Personal information
- Full name: Robson Toledo Machado
- Date of birth: 18 July 1981 (age 44)
- Place of birth: São Paulo, Brazil
- Height: 1.72 m (5 ft 8 in)
- Position: Left winger

Team information
- Current team: Pistoiese

Youth career
- Campinas
- 1999–2000: Perugia
- 2000–2001: Lugano

Senior career*
- Years: Team / Apps / (Gls)
- 2001–2002: Rieti / 26 / (1)
- 2002–2004: Catanzaro / 52 / (5)
- 2004–2007: Udinese / 0 / (0)
- 2004–2005: → Napoli (loan) / 11 / (1)
- 2005: → Ascoli (loan) / 8 / (0)
- 2005–2006: → Cisco Roma (loan) / 33 / (3)
- 2006–2007: → Taranto (loan) / 31 / (4)
- 2007–2011: Ravenna / 69 / (6)
- 2008–2009: → Pro Patria (loan) / 28 / (8)
- 2010–2011: → Triestina (loan) / 16 / (0)
- 2011: → Cremonese (loan) / 13 / (0)
- 2011–2012: Como / 24 / (3)
- 2012–2014: Pistoiese / 49 / (12)
- 2014: Arezzo / 0 / (0)

= Robson Toledo =

Brazilian footballer (born 1981)

Robson Toledo Machado (born 18 July 1981 in São Paulo), commonly known as Robson Toledo, is a Brazilian footballer who plays as a midfielder.

==Football career==
Toledo started his career at Campinas in São Paulo state. He was signed by Perugia, which was at that time in the Italian Serie A. He was then sent to Lugano of Swiss Nationalliga A to continue his youth career. He then transferred to Rieti of the Italian Serie D.

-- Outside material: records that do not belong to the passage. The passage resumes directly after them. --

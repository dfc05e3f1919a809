//! Splitting source ids into cluster-assigned batches
//!
//! Cluster assignment hashes the decimal text of a batch's first id with
//! 32-bit FNV-1a, so an unchanged source always partitions the same way no
//! matter which process runs population.

use std::num::NonZeroU32;

use crate::queue::BatchRange;

const FNV_OFFSET_BASIS: u32 = 0x811c_9dc5;
const FNV_PRIME: u32 = 0x0100_0193;

/// 32-bit FNV-1a
pub fn fnv1a_32(bytes: &[u8]) -> u32 {
    bytes.iter().fold(FNV_OFFSET_BASIS, |hash, byte| {
        (hash ^ u32::from(*byte)).wrapping_mul(FNV_PRIME)
    })
}

/// Cluster owning the batch that starts at `start_id`
///
/// A cluster size of 0 means no partitioning; everything goes to member 0.
pub fn cluster_for(start_id: i64, cluster_size: u32) -> u32 {
    if cluster_size == 0 {
        return 0;
    }
    fnv1a_32(start_id.to_string().as_bytes()) % cluster_size
}

/// Fixed-size batching of ascending ids
#[derive(Debug, Clone, Copy)]
pub struct Partitioner {
    batch_size: NonZeroU32,
    cluster_size: u32,
}

impl Partitioner {
    pub fn new(batch_size: NonZeroU32, cluster_size: u32) -> Self {
        Self {
            batch_size,
            cluster_size,
        }
    }

    /// Batches covering every id strictly greater than `watermark`
    ///
    /// `ids` must be ascending. Batches are consecutive runs of at most
    /// `batch_size` ids; the last one may be shorter.
    pub fn partition(&self, ids: &[i64], watermark: Option<i64>) -> Vec<BatchRange> {
        let fresh = match watermark {
            Some(mark) => &ids[ids.partition_point(|id| *id <= mark)..],
            None => ids,
        };

        fresh
            .chunks(self.batch_size.get() as usize)
            .filter_map(|chunk| {
                let (first, last) = (chunk.first()?, chunk.last()?);
                Some(BatchRange {
                    start_id: *first,
                    last_id: *last,
                    cluster_id: cluster_for(*first, self.cluster_size),
                })
            })
            .collect()
    }
}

He then signed by Catanzaro, where he helped the club get promoted to Serie C1 in 2003 and subsequently to Serie B in 2004.

He was spotted by Udinese, where he was eventually signed in the January transfer window, but was soon loaned back to Catanzaro of rest of 2003–04 season.

In the following seasons, he was loaned to Napoli (Serie C1), Ascoli (Serie B), Cisco Roma (Serie C2) and Taranto (Serie C1).

On 5 July 2007, Ravenna, newly arrived in Serie B, signed Toledo in joint-ownership bid. In the summer of 2008, he was loaned to Pro Patria. On 27 June 2009, Ravenna announced that the club made a higher bid in a closed tender against Udinese to buy the remaining 50% rights to the player.

On 16 August 2010, he was loaned to Serie B team Triestina with an option to purchase. In January 2011, he was exchanged with Matías Miramontes.

In August 2011 he was signed by Como.

He then played two seasons for Pistoiese. In June 2014 he was signed by Arezzo, but was excluded by direct choice of head coach Ezio Capuano later in August.